Based on tabulations of each health behavior variable and race/ethnicity, we top- and bottom-code the behavior variables to limit the influence of extreme values and to ensure that we have enough observations across their ranges, by race/ethnicity, to permit reasonable inferences. Current and former smoking originally ranged from 0 to 4.5 packs, but we top-code them at 2 packs; alcohol consumption ranged from 0 (including abstainers) to 168 drinks in a 2 week period, but we top-code it at 22 drinks; physical inactivity ranged from 0 to about 5.6, but very few individuals were among the most physically active (the low end of the index), so we bottom-code it at 2.5; and sleep hours ranged from 0 to 23 hours, but we recode it to range from 4 or less hours, to 11 or more hours. Separate analyses that compare truncated and non-truncated health behavior variables found nearly identical coefficients, but the models with the truncated variables have markedly smaller BIC values and more efficient parameter estimates.

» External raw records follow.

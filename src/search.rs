//! Search service
//!
//! Ties the pieces together: a keyword query is logged, translated, and
//! ranked against the corpus the provider hands out. Catalog-backed services
//! additionally answer genre/year lookups and list the newest films.

use crate::catalog::{Catalog, Film};
use crate::errors::Result;
use crate::nlp::stopwords::StopwordFilter;
use crate::provider::{CorpusProvider, QueryTranslator};
use crate::query_log::{QueryCount, QueryKind, QueryLog, QueryStatistics};
use crate::ranking::RelevanceRanker;
use crate::types::{RankConfig, ScoredDocument};
use serde::{Deserialize, Serialize};

/// A keyword hit hydrated with the film title
#[derive(Debug, Clone, PartialEq, Eq, Serialize, Deserialize)]
pub struct SearchHit {
    pub film_id: u32,
    pub title: String,
    pub relevance: usize,
}

/// Keyword and catalog search with query logging
#[derive(Debug)]
pub struct SearchService<P, T> {
    provider: P,
    translator: T,
    ranker: RelevanceRanker,
    stopwords: StopwordFilter,
    log: QueryLog,
}

impl<P, T> SearchService<P, T>
where
    P: CorpusProvider,
    T: QueryTranslator,
{
    /// Create a service; fails if `config` does not validate
    pub fn new(provider: P, translator: T, config: RankConfig) -> Result<Self> {
        config.validate()?;
        Ok(Self {
            provider,
            translator,
            ranker: RelevanceRanker::with_config(config),
            stopwords: StopwordFilter::empty(),
            log: QueryLog::new(),
        })
    }

    /// Builder method: stopwords removed from every keyword query
    pub fn with_stopwords(mut self, stopwords: StopwordFilter) -> Self {
        self.stopwords = stopwords;
        self
    }

    pub fn provider(&self) -> &P {
        &self.provider
    }

    pub fn config(&self) -> &RankConfig {
        self.ranker.config()
    }

    /// Rank the corpus against a free-text query.
    ///
    /// The raw query is logged before anything else, so it is counted even
    /// when translation or corpus loading fails.
    pub fn search_keyword(&mut self, query: &str) -> Result<Vec<ScoredDocument<P::Id>>> {
        trace_stage!("keyword_search");
        let translated = self.record_and_translate(query)?;

        let corpus = self.provider.corpus()?;
        let results = self.ranker.rank(&corpus, &translated, &self.stopwords);

        if results.is_empty() {
            trace_event!(query, corpus = corpus.len(), "no films matched");
        }
        Ok(results)
    }

    fn record_and_translate(&mut self, query: &str) -> Result<String> {
        self.log.record(query, QueryKind::Keyword);

        let target = &self.ranker.config().target_language;
        let translated = self.translator.translate(query, target)?;
        trace_event!(query, translated = translated.as_str(), "translated query");
        Ok(translated)
    }

    /// The `limit` most frequent query texts (0 = all); listings usually
    /// pass [`DEFAULT_POPULAR_LIMIT`](crate::query_log::DEFAULT_POPULAR_LIMIT)
    pub fn popular_queries(&self, limit: usize) -> Vec<QueryCount> {
        self.log.popular(limit)
    }

    pub fn statistics(&self) -> QueryStatistics {
        self.log.statistics()
    }

    pub fn query_log(&self) -> &QueryLog {
        &self.log
    }
}

impl<T: QueryTranslator> SearchService<Catalog, T> {
    /// Films of `genre` released in `year`; logged as `"{genre}, {year}"`
    pub fn search_genre_and_year(&mut self, genre: &str, year: u16) -> Vec<&Film> {
        trace_stage!("genre_year_search");
        self.log
            .record(format!("{genre}, {year}"), QueryKind::GenreYear);
        self.provider.by_genre_and_year(genre, year)
    }

    /// Keyword search with each hit carrying its film title.
    ///
    /// Ranks by catalog position, so every hit names the film that actually
    /// matched even when several films share an id.
    pub fn keyword_hits(&mut self, query: &str) -> Result<Vec<SearchHit>> {
        trace_stage!("keyword_search");
        let translated = self.record_and_translate(query)?;

        let corpus = self.provider.indexed_documents();
        let films = self.provider.films();
        let hits: Vec<SearchHit> = self
            .ranker
            .rank(&corpus, &translated, &self.stopwords)
            .into_iter()
            .filter_map(|doc| {
                films.get(doc.id).map(|film| SearchHit {
                    film_id: film.film_id,
                    title: film.title.clone(),
                    relevance: doc.relevance,
                })
            })
            .collect();

        if hits.is_empty() {
            trace_event!(query, corpus = corpus.len(), "no films matched");
        }
        Ok(hits)
    }

    /// Newest films of the catalog; not logged
    pub fn newest(&self, limit: usize) -> Vec<&Film> {
        self.provider.newest(limit)
    }
}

We code race/ethnicity as non-Hispanic whites (the referent), non-Hispanic blacks, Hispanics, and all others. When testing for interactions by race/ethnicity, we exclude “others” because they are a small and heterogeneous group. Educational attainment is continuous and ranges from 0 to 18 or more years. Monthly family income is adjusted for family size, divided by 100, and logged to account for the diminishing impact of income on mortality as income increases (Krueger et al., 2003). We also include a family income portfolio, a proxy for wealth that indicates the number of income sources, per family member, received from jobs, self-employment, interest, dividends, pensions, and other income (Krueger et al., 2003). We also adjust for employment status, sex, marital status, foreign born status, and birth year.

Statistical Methods

Cox proportional hazard models examine the risk of death. Because survival is a direct function of age, we use age as the time to event or censor—rather than as a covariate—in our models (Korn et al., 1997). Although the effects of some variables varied with age (not shown), our substantive findings were similar throughout the age range examined. Thus, we rely on the proportional hazards assumption; our models provide the average effects of our covariates on the risk of death across age (Allison, 1984). All analyses incorporate sample weights and estimate Taylor linearized standard errors to account for the complex sampling frame (StataCorp, 2009).

We use the following strategy to test for interactions. First, we create each set of two-way interactions by multiplying the variables for race/ethnicity by each health behavior; race/ethnicity by perceived stress; and each health behavior by perceived stress. We create three-way interactions by multiplying the variables for race/ethnicity, perceived stress, and each health behavior. Second, we test each set of interactions in a separate model and retain only those groups of interactions for which there is “strong” evidence in favor of their inclusion as indicated by improvements in the BIC statistic by 6 or more points (Raftery, 1995). In no case were all of the two-way interactions or any of the three-way interactions significant.1

We test for interactions with each health behavior separately. Models that include interactions with all of the health behaviors simultaneously provide substantively similar coefficients but with wider standard errors due to multicolinearity among the interaction terms. All of the interactive models adjust for the main effects of all of the health behaviors and the sociodemographic and SES variables.

RESULTS

Table 1 presents the means of the covariates by vital status and by race/ethnicity. The means of dichotomous variables are proportions. Before adjusting for other covariates, those who survive the follow-up period average higher perceived stress levels, lower levels of current and former smoking (recall that never smokers are coded as 0 on these variables), and lower levels of physical inactivity than decedents. Because alcohol consumption and sleep hours have non-monotonic relationships with mortality, the descriptive results show both continuous and categorical versions. Survivors were more likely than decedents to consume 3 or more drinks in the last 2 weeks, and to sleep 7 or 8 hours per night. Table 1 also shows that, compared to whites, blacks and Hispanics have lower levels of perceived stress, current and former smoking, and alcohol consumption; are less likely to report 7–8 hours of sleep; and report higher levels of never smoking and physical inactivity.

Table 1.

Weighted Means and Proportions of the Covariates, by Vital Status and by Race/Ethnicity, U.S. Adults, 1990–2006.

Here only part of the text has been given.